Este procedimiento lo usaron por primera vez los médicos en Nueva España durante la epidemia de viruela en la Cd. de México, en Octubre de 1779. Es asombrosamente notable este uso temprano de la vacunación, contemporánea a los esfuerzos pioneros de Edward Jenner (1749-1823) en Inglaterra, especialmente en vista de nuestra preocupación actual con el virus H1N1 (influenza porcina) que es mucho menos peligroso.
Los vestigios
Los vestigios de la misión de San Vicente se encuentran hoy en día a 80 kilómetros al sur de Ensenada, a un kilómetro al norte del poblado de San Vicente, en la curva justo antes de cruzar el arroyo. Inmediatamente toma el lado izquierdo del camino de terracería y sigue en él hasta que termina en un estacionamiento.
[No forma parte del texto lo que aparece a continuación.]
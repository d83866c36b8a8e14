use std::collections::BTreeMap;
use std::time::Duration;

use chrono::{DateTime, Utc};
use tokio::time::Instant;

use crate::client::{ModbusTestResult, TestClient};
use crate::server::map;

/// Pass/fail totals of a batch of exchanges
#[derive(Copy, Clone, Debug, PartialEq)]
#[cfg_attr(feature = "serialization", derive(serde::Serialize))]
pub struct SuiteSummary {
    /// number of exchanges
    pub total: usize,
    /// exchanges that succeeded
    pub passed: usize,
    /// exchanges that failed
    pub failed: usize,
    /// passed / total as a percentage, 0 for an empty batch
    pub success_rate: f64,
    /// wall time of the batch
    pub duration: Duration,
}

impl SuiteSummary {
    fn from_outcomes(outcomes: impl IntoIterator<Item = bool>, duration: Duration) -> Self {
        let (mut total, mut passed) = (0, 0);
        for success in outcomes {
            total += 1;
            if success {
                passed += 1;
            }
        }
        Self {
            total,
            passed,
            failed: total - passed,
            success_rate: percentage(passed, total),
            duration,
        }
    }
}

fn percentage(count: usize, total: usize) -> f64 {
    if total == 0 {
        0.0
    } else {
        count as f64 * 100.0 / total as f64
    }
}

/// One named exchange of the comprehensive suite
#[derive(Clone, Debug, PartialEq)]
#[cfg_attr(feature = "serialization", derive(serde::Serialize))]
pub struct SuiteTest {
    /// what the exchange checks
    pub name: &'static str,
    /// outcome
    pub result: ModbusTestResult,
}

/// Results of [`TestClient::run_comprehensive_test_suite`]
#[derive(Clone, Debug, PartialEq)]
#[cfg_attr(feature = "serialization", derive(serde::Serialize))]
pub struct SuiteReport {
    /// wall-clock start of the suite
    pub start_time: DateTime<Utc>,
    /// exchanges in the order they ran
    pub tests: Vec<SuiteTest>,
    /// fixture readings decoded from the successful reads, in engineering units
    pub readings: BTreeMap<&'static str, f64>,
    /// totals
    pub summary: SuiteSummary,
}

impl SuiteReport {
    /// look up an exchange by name
    pub fn test(&self, name: &str) -> Option<&ModbusTestResult> {
        self.tests.iter().find(|x| x.name == name).map(|x| &x.result)
    }
}

/// Results of [`TestClient::run_performance_test`]
#[derive(Clone, Debug, PartialEq)]
#[cfg_attr(feature = "serialization", derive(serde::Serialize))]
pub struct PerformanceReport {
    /// rapid back-to-back reads attempted
    pub rapid_reads: usize,
    /// write-then-read cycles attempted
    pub cycles: usize,
    /// rapid reads plus cycles
    pub total_tests: usize,
    /// successful rapid reads plus cycles where both halves succeeded
    pub passed_tests: usize,
    /// percentage of rapid reads that succeeded
    pub rapid_read_success_rate: f64,
    /// percentage of cycles where the write succeeded and the read returned the written value
    pub cycle_success_rate: f64,
    /// mean duration of the successful rapid reads
    pub avg_read_duration: Duration,
}

/// Results of [`TestClient::run_stress_test`]
#[derive(Clone, Debug, PartialEq)]
#[cfg_attr(feature = "serialization", derive(serde::Serialize))]
pub struct StressReport {
    /// reads attempted
    pub total_tests: usize,
    /// reads that succeeded
    pub passed_tests: usize,
    /// percentage of reads that failed
    pub error_rate: f64,
    /// reads attempted per second of test time
    pub reads_per_second: f64,
    /// length of the test
    pub duration: Duration,
}

/// register written and read back by the performance cycles
const CYCLE_REGISTER: u16 = map::holding::SEQUENCE_STEP;

impl TestClient {
    /// Run the scripted PCBA suite: rail voltages, currents, temperatures,
    /// status coils and control registers, then switch the test mode to
    /// manual and read it back
    pub async fn run_comprehensive_test_suite(&mut self) -> SuiteReport {
        let start_time = Utc::now();
        let start = Instant::now();
        tracing::info!("starting comprehensive PCBA test suite");

        let mut tests = Vec::new();
        let mut readings = BTreeMap::new();

        let voltages = self.read_input_registers(map::input::RAIL_3V3, 5).await;
        if let Some(values) = &voltages.values {
            for (name, address) in [
                ("3V3_rail_mV", map::input::RAIL_3V3),
                ("5V_rail_mV", map::input::RAIL_5V),
                ("1V2_rail_mV", map::input::RAIL_1V2),
                ("2V5_ref_mV", map::input::REF_2V5),
                ("1V8_rail_mV", map::input::RAIL_1V8),
            ] {
                if let Some(x) = values.register(address) {
                    readings.insert(name, f64::from(x));
                }
            }
        }
        tests.push(SuiteTest {
            name: "voltage_readings",
            result: voltages,
        });

        let currents = self.read_input_registers(map::input::CURRENT_TOTAL, 3).await;
        if let Some(values) = &currents.values {
            for (name, address) in [
                ("total_current_mA", map::input::CURRENT_TOTAL),
                ("digital_current_mA", map::input::CURRENT_DIGITAL),
                ("analog_current_mA", map::input::CURRENT_ANALOG),
            ] {
                if let Some(x) = values.register(address) {
                    readings.insert(name, f64::from(x));
                }
            }
        }
        tests.push(SuiteTest {
            name: "current_readings",
            result: currents,
        });

        let temperatures = self.read_input_registers(map::input::TEMP_AMBIENT, 2).await;
        if let Some(values) = &temperatures.values {
            for (name, address) in [
                ("ambient_temp_C", map::input::TEMP_AMBIENT),
                ("hotspot_temp_C", map::input::TEMP_HOTSPOT),
            ] {
                if let Some(x) = values.register(address) {
                    readings.insert(name, f64::from(x) / 10.0);
                }
            }
        }
        tests.push(SuiteTest {
            name: "temperature_readings",
            result: temperatures,
        });

        let status = self.read_coils(map::coil::SYSTEM_READY, 4).await;
        if let Some(values) = &status.values {
            for (name, address) in [
                ("system_ready", map::coil::SYSTEM_READY),
                ("test_in_progress", map::coil::TEST_IN_PROGRESS),
                ("power_good", map::coil::POWER_GOOD),
                ("alarm_active", map::coil::ALARM),
            ] {
                if let Some(x) = values.bit(address) {
                    readings.insert(name, if x { 1.0 } else { 0.0 });
                }
            }
        }
        tests.push(SuiteTest {
            name: "system_status",
            result: status,
        });

        let control = self.read_holding_registers(map::holding::TEST_MODE, 3).await;
        tests.push(SuiteTest {
            name: "control_registers",
            result: control,
        });

        // manual mode
        let write = self.write_single_register(map::holding::TEST_MODE, 2).await;
        tests.push(SuiteTest {
            name: "write_test_mode",
            result: write,
        });

        let verify = self.read_holding_registers(map::holding::TEST_MODE, 1).await;
        tests.push(SuiteTest {
            name: "verify_write",
            result: verify,
        });

        let summary =
            SuiteSummary::from_outcomes(tests.iter().map(|x| x.result.success), start.elapsed());
        tracing::info!(
            "suite finished: {}/{} passed ({:.1}%) in {:.2} s",
            summary.passed,
            summary.total,
            summary.success_rate,
            summary.duration.as_secs_f64()
        );

        SuiteReport {
            start_time,
            tests,
            readings,
            summary,
        }
    }

    /// `reads` back-to-back reads of the rail block, then `cycles` write/read-back cycles
    pub async fn run_performance_test(&mut self, reads: usize, cycles: usize) -> PerformanceReport {
        let mut rapid_successes = 0;
        let mut read_time = Duration::ZERO;
        for _ in 0..reads {
            let result = self.read_input_registers(map::input::RAIL_3V3, 5).await;
            if result.success {
                rapid_successes += 1;
                read_time += result.duration;
            }
        }

        let mut cycle_successes = 0;
        for i in 0..cycles {
            let value = (i % (u16::MAX as usize + 1)) as u16;
            let write = self.write_single_register(CYCLE_REGISTER, value).await;
            let read = self.read_holding_registers(CYCLE_REGISTER, 1).await;
            let read_back = read
                .values
                .as_ref()
                .and_then(|x| x.register(CYCLE_REGISTER));
            if write.success && read.success && read_back == Some(value) {
                cycle_successes += 1;
            }
        }

        let avg_read_duration = match u32::try_from(rapid_successes) {
            Ok(count) if count > 0 => read_time / count,
            _ => Duration::ZERO,
        };

        PerformanceReport {
            rapid_reads: reads,
            cycles,
            total_tests: reads + cycles,
            passed_tests: rapid_successes + cycle_successes,
            rapid_read_success_rate: percentage(rapid_successes, reads),
            cycle_success_rate: percentage(cycle_successes, cycles),
            avg_read_duration,
        }
    }

    /// single-register reads every `interval` until `duration` has elapsed
    pub async fn run_stress_test(&mut self, duration: Duration, interval: Duration) -> StressReport {
        tracing::info!("running {} s continuous read test", duration.as_secs_f64());
        let start = Instant::now();
        let (mut total, mut passed) = (0, 0);

        while start.elapsed() < duration {
            let result = self.read_input_registers(map::input::RAIL_3V3, 1).await;
            total += 1;
            if result.success {
                passed += 1;
            }
            tokio::time::sleep(interval).await;
        }

        let seconds = duration.as_secs_f64();
        StressReport {
            total_tests: total,
            passed_tests: passed,
            error_rate: percentage(total - passed, total),
            reads_per_second: if seconds > 0.0 {
                total as f64 / seconds
            } else {
                0.0
            },
            duration,
        }
    }
}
Hay un pequeño museo a la entrada que exhibe artefactos excavados y fotos históricas de los edificios. El Instituto Nacional de Antropología e Historia (INAH) tiene en custodia el sitio, el cual está bien acondicionado para ser visitado por el público. Un sendero interpretativo ayuda al visitante a entender cómo funcionaba la misión en sus mejores tiempos. A los viejos muros café-grisáceos los enmarca un césped bien mantenido, bordeado de rosales y álamos. El cielo azul y las nubes desfilando complementan la escena multicolor. Lo poco que queda de la misión son parte de sus antiguos muros de lo que fue el templo, bodegas, habitaciones y talleres.
Si piensa visitar este sitio se le recomienda lleve comida para hacer un día de campo con su familia, ya que el lugar lo permite por su pasto agradable e instalaciones. Una sabrosa alternativa es el restaurante Mi Ranchito, junto a la carretera.